__Problem details__
Copy each line below holding "TCloudApi".

================

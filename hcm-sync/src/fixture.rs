//! Snapshot-backed cloud.
//!
//! `FixtureCloud` serves all five vendor APIs from a JSON snapshot, paging each one the
//! way the real vendor does. It powers `--fixture` runs and the integration tests,
//! which mutate it between passes to simulate cloud drift.

use std::collections::{HashMap, HashSet};
use std::path::Path;
use std::sync::Arc;

use async_trait::async_trait;
use serde::{Deserialize, Serialize};
use tokio::sync::RwLock;

use crate::cloud::{CloudAdaptor, CloudError, VendorAdapter};
use crate::model::{GcpRoute, UNASSIGNED_BIZ, Vendor};
use crate::store::CreateSubnetRequest;
use crate::vendor::aws::{
    AwsApi, AwsRouteTable, DescribeRouteTablesInput, DescribeRouteTablesOutput,
};
use crate::vendor::azure::{AzureApi, AzureRouteTable, AzureRouteTablePage};
use crate::vendor::gcp::{GcpApi, ListRoutesRequest, ListRoutesResponse};
use crate::vendor::huawei::{HuaWeiApi, HuaWeiRouteTable, ListRouteTablesRequest};
use crate::vendor::tcloud::{
    DescribeRouteTablesRequest, DescribeRouteTablesResponse, TCloudApi, TCloudRouteTable,
};
use crate::vendor::{AwsAdapter, AzureAdapter, GcpAdapter, HuaWeiAdapter, TCloudAdapter};

/// Azure decides its own page size; the fixture uses this one.
const AZURE_PAGE_SIZE: usize = 50;
const AWS_DEFAULT_PAGE_SIZE: usize = 100;

#[derive(Debug, Clone, PartialEq, Eq, Serialize, Deserialize)]
pub struct SubnetSnapshot {
    pub vendor: Vendor,
    pub cloud_id: String,
    #[serde(default)]
    pub name: String,
    #[serde(default)]
    pub cloud_route_table_id: Option<String>,
}

/// Everything one account owns, in each vendor's native shape.
#[derive(Debug, Clone, Default, PartialEq, Eq, Serialize, Deserialize)]
#[serde(default)]
pub struct AccountSnapshot {
    pub account_id: String,
    pub tcloud: Vec<TCloudRouteTable>,
    pub aws: Vec<AwsRouteTable>,
    pub huawei: Vec<HuaWeiRouteTable>,
    pub azure: Vec<AzureRouteTable>,
    pub gcp: Vec<GcpRoute>,
    pub subnets: Vec<SubnetSnapshot>,
}

#[derive(Debug, Clone, Default, PartialEq, Eq, Serialize, Deserialize)]
pub struct CloudSnapshot {
    #[serde(default)]
    pub accounts: Vec<AccountSnapshot>,
}

impl CloudSnapshot {
    pub fn from_json(json: &str) -> Result<Self, serde_json::Error> {
        serde_json::from_str(json)
    }

    pub async fn load(path: &Path) -> std::io::Result<Self> {
        let raw = tokio::fs::read_to_string(path).await?;
        Self::from_json(&raw).map_err(|e| std::io::Error::new(std::io::ErrorKind::InvalidData, e))
    }
}

/// One API call served by the fixture.
#[derive(Debug, Clone, PartialEq, Eq)]
pub struct FixtureCall {
    pub vendor: Vendor,
    pub account_id: String,
    /// Size of the ID filter, 0 for plain listings.
    pub ids: usize,
}

#[derive(Default)]
struct FixtureState {
    accounts: HashMap<String, AccountSnapshot>,
    hidden: HashSet<String>,
    without_detail: HashSet<String>,
    failing: HashSet<Vendor>,
    calls: Vec<FixtureCall>,
}

impl FixtureState {
    fn begin(&mut self, vendor: Vendor, account_id: &str, ids: usize) -> Result<(), CloudError> {
        self.calls.push(FixtureCall {
            vendor,
            account_id: account_id.to_string(),
            ids,
        });
        if self.failing.contains(&vendor) {
            return Err(CloudError::Api(format!("{} api unavailable", vendor)));
        }
        Ok(())
    }

    fn account(&self, vendor: Vendor, account_id: &str) -> Result<&AccountSnapshot, CloudError> {
        self.accounts.get(account_id).ok_or_else(|| CloudError::NoClient {
            vendor,
            account_id: account_id.to_string(),
        })
    }

    /// Unfiltered listings skip hidden tables; ID queries still see them.
    fn visible(&self, cloud_id: &str, ids: &[String]) -> bool {
        if ids.is_empty() {
            !self.hidden.contains(cloud_id)
        } else {
            ids.iter().any(|id| id == cloud_id)
        }
    }
}

/// In-memory multi-vendor cloud.
#[derive(Default)]
pub struct FixtureCloud {
    state: Arc<RwLock<FixtureState>>,
}

impl FixtureCloud {
    pub fn new(snapshot: CloudSnapshot) -> Self {
        let accounts = snapshot
            .accounts
            .into_iter()
            .map(|a| (a.account_id.clone(), a))
            .collect();
        Self {
            state: Arc::new(RwLock::new(FixtureState {
                accounts,
                ..Default::default()
            })),
        }
    }

    /// Mutate (or create) one account's snapshot.
    pub async fn update<F>(&self, account_id: &str, f: F)
    where
        F: FnOnce(&mut AccountSnapshot),
    {
        let mut state = self.state.write().await;
        let account = state
            .accounts
            .entry(account_id.to_string())
            .or_insert_with(|| AccountSnapshot {
                account_id: account_id.to_string(),
                ..Default::default()
            });
        f(account);
    }

    /// Keep a table out of plain listings while ID queries still report it.
    pub async fn hide_from_listing(&self, cloud_id: &str) {
        self.state.write().await.hidden.insert(cloud_id.to_string());
    }

    /// Keep listing a HuaWei table while its detail call answers "not found".
    pub async fn drop_detail(&self, cloud_id: &str) {
        self.state
            .write()
            .await
            .without_detail
            .insert(cloud_id.to_string());
    }

    pub async fn set_failing(&self, vendor: Vendor, failing: bool) {
        let mut state = self.state.write().await;
        if failing {
            state.failing.insert(vendor);
        } else {
            state.failing.remove(&vendor);
        }
    }

    pub async fn calls(&self) -> Vec<FixtureCall> {
        self.state.read().await.calls.clone()
    }

    /// Subnets of every account, ready to seed an inventory.
    pub async fn subnet_requests(&self) -> Vec<CreateSubnetRequest> {
        let state = self.state.read().await;
        let mut accounts: Vec<&AccountSnapshot> = state.accounts.values().collect();
        accounts.sort_by(|a, b| a.account_id.cmp(&b.account_id));
        accounts
            .into_iter()
            .flat_map(|a| {
                a.subnets.iter().map(move |s| CreateSubnetRequest {
                    vendor: s.vendor,
                    account_id: a.account_id.clone(),
                    cloud_id: s.cloud_id.clone(),
                    name: s.name.clone(),
                    cloud_route_table_id: s.cloud_route_table_id.clone(),
                    bk_biz_id: UNASSIGNED_BIZ,
                })
            })
            .collect()
    }
}

#[async_trait]
impl CloudAdaptor for FixtureCloud {
    async fn adapter(
        &self,
        vendor: Vendor,
        account_id: &str,
    ) -> Result<Arc<dyn VendorAdapter>, CloudError> {
        self.state.read().await.account(vendor, account_id)?;
        let client = Arc::new(FixtureClient {
            state: self.state.clone(),
            account_id: account_id.to_string(),
        });
        let adapter: Arc<dyn VendorAdapter> = match vendor {
            Vendor::TCloud => Arc::new(TCloudAdapter::new(client)),
            Vendor::Aws => Arc::new(AwsAdapter::new(client)),
            Vendor::HuaWei => Arc::new(HuaWeiAdapter::new(client)),
            Vendor::Azure => Arc::new(AzureAdapter::new(client)),
            Vendor::Gcp => Arc::new(GcpAdapter::new(client)),
        };
        Ok(adapter)
    }
}

/// Vendor API client bound to one fixture account.
struct FixtureClient {
    state: Arc<RwLock<FixtureState>>,
    account_id: String,
}

fn parse_token(token: Option<&str>) -> Result<usize, CloudError> {
    match token {
        None => Ok(0),
        Some(t) => t
            .parse()
            .map_err(|_| CloudError::Api(format!("invalid page token: {}", t))),
    }
}

#[async_trait]
impl AwsApi for FixtureClient {
    async fn describe_route_tables(
        &self,
        input: DescribeRouteTablesInput,
    ) -> Result<DescribeRouteTablesOutput, CloudError> {
        let mut state = self.state.write().await;
        state.begin(Vendor::Aws, &self.account_id, input.route_table_ids.len())?;
        let account = state.account(Vendor::Aws, &self.account_id)?;

        let matching: Vec<&AwsRouteTable> = account
            .aws
            .iter()
            .filter(|t| t.region == input.region && state.visible(&t.cloud_id, &input.route_table_ids))
            .collect();

        let start = parse_token(input.next_token.as_deref())?;
        let size = input.max_results.unwrap_or(AWS_DEFAULT_PAGE_SIZE);
        let route_tables: Vec<AwsRouteTable> =
            matching.iter().skip(start).take(size).map(|t| (*t).clone()).collect();
        let end = start + route_tables.len();
        Ok(DescribeRouteTablesOutput {
            route_tables,
            next_token: (end < matching.len()).then(|| end.to_string()),
        })
    }
}

#[async_trait]
impl TCloudApi for FixtureClient {
    async fn describe_route_tables(
        &self,
        req: DescribeRouteTablesRequest,
    ) -> Result<DescribeRouteTablesResponse, CloudError> {
        let mut state = self.state.write().await;
        state.begin(Vendor::TCloud, &self.account_id, req.route_table_ids.len())?;
        let account = state.account(Vendor::TCloud, &self.account_id)?;

        let matching: Vec<&TCloudRouteTable> = account
            .tcloud
            .iter()
            .filter(|t| t.region == req.region && state.visible(&t.cloud_id, &req.route_table_ids))
            .collect();
        Ok(DescribeRouteTablesResponse {
            total_count: matching.len(),
            route_tables: matching
                .into_iter()
                .skip(req.offset)
                .take(req.limit)
                .cloned()
                .collect(),
        })
    }
}

#[async_trait]
impl HuaWeiApi for FixtureClient {
    async fn list_route_table_ids(
        &self,
        req: ListRouteTablesRequest,
    ) -> Result<Vec<String>, CloudError> {
        let mut state = self.state.write().await;
        let filter: Vec<String> = req.id.iter().cloned().collect();
        state.begin(Vendor::HuaWei, &self.account_id, filter.len())?;
        let account = state.account(Vendor::HuaWei, &self.account_id)?;

        let matching: Vec<&HuaWeiRouteTable> = account
            .huawei
            .iter()
            .filter(|t| t.region == req.region && state.visible(&t.cloud_id, &filter))
            .collect();
        let start = match &req.marker {
            Some(marker) => matching
                .iter()
                .position(|t| &t.cloud_id == marker)
                .map_or(matching.len(), |p| p + 1),
            None => 0,
        };
        Ok(matching
            .into_iter()
            .skip(start)
            .take(req.limit)
            .map(|t| t.cloud_id.clone())
            .collect())
    }

    async fn get_route_table(
        &self,
        region: &str,
        id: &str,
    ) -> Result<Option<HuaWeiRouteTable>, CloudError> {
        let mut state = self.state.write().await;
        state.begin(Vendor::HuaWei, &self.account_id, 1)?;
        if state.without_detail.contains(id) {
            return Ok(None);
        }
        let account = state.account(Vendor::HuaWei, &self.account_id)?;
        Ok(account
            .huawei
            .iter()
            .find(|t| t.region == region && t.cloud_id == id)
            .cloned())
    }
}

#[async_trait]
impl AzureApi for FixtureClient {
    async fn list_route_tables(
        &self,
        resource_group: &str,
        next_link: Option<&str>,
    ) -> Result<AzureRouteTablePage, CloudError> {
        let mut state = self.state.write().await;
        state.begin(Vendor::Azure, &self.account_id, 0)?;
        let account = state.account(Vendor::Azure, &self.account_id)?;

        let matching: Vec<&AzureRouteTable> = account
            .azure
            .iter()
            .filter(|t| t.resource_group_name == resource_group && state.visible(&t.cloud_id, &[]))
            .collect();
        let start = parse_token(next_link)?;
        let value: Vec<AzureRouteTable> = matching
            .iter()
            .skip(start)
            .take(AZURE_PAGE_SIZE)
            .map(|t| (*t).clone())
            .collect();
        let end = start + value.len();
        Ok(AzureRouteTablePage {
            value,
            next_link: (end < matching.len()).then(|| end.to_string()),
        })
    }
}

#[async_trait]
impl GcpApi for FixtureClient {
    async fn list_routes(&self, req: ListRoutesRequest) -> Result<ListRoutesResponse, CloudError> {
        let mut state = self.state.write().await;
        state.begin(Vendor::Gcp, &self.account_id, req.networks.len())?;
        let account = state.account(Vendor::Gcp, &self.account_id)?;

        let matching: Vec<&GcpRoute> = account
            .gcp
            .iter()
            .filter(|r| state.visible(&r.network, &req.networks))
            .collect();
        let start = parse_token(req.page_token.as_deref())?;
        let routes: Vec<GcpRoute> = matching
            .iter()
            .skip(start)
            .take(req.page_size.max(1))
            .map(|r| (*r).clone())
            .collect();
        let end = start + routes.len();
        Ok(ListRoutesResponse {
            routes,
            next_page_token: (end < matching.len()).then(|| end.to_string()),
        })
    }
}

================

__Reply to the task__
    DescribeRouteTablesRequest, DescribeRouteTablesResponse, TCloudApi, TCloudRouteTable,
impl TCloudApi for FixtureClient {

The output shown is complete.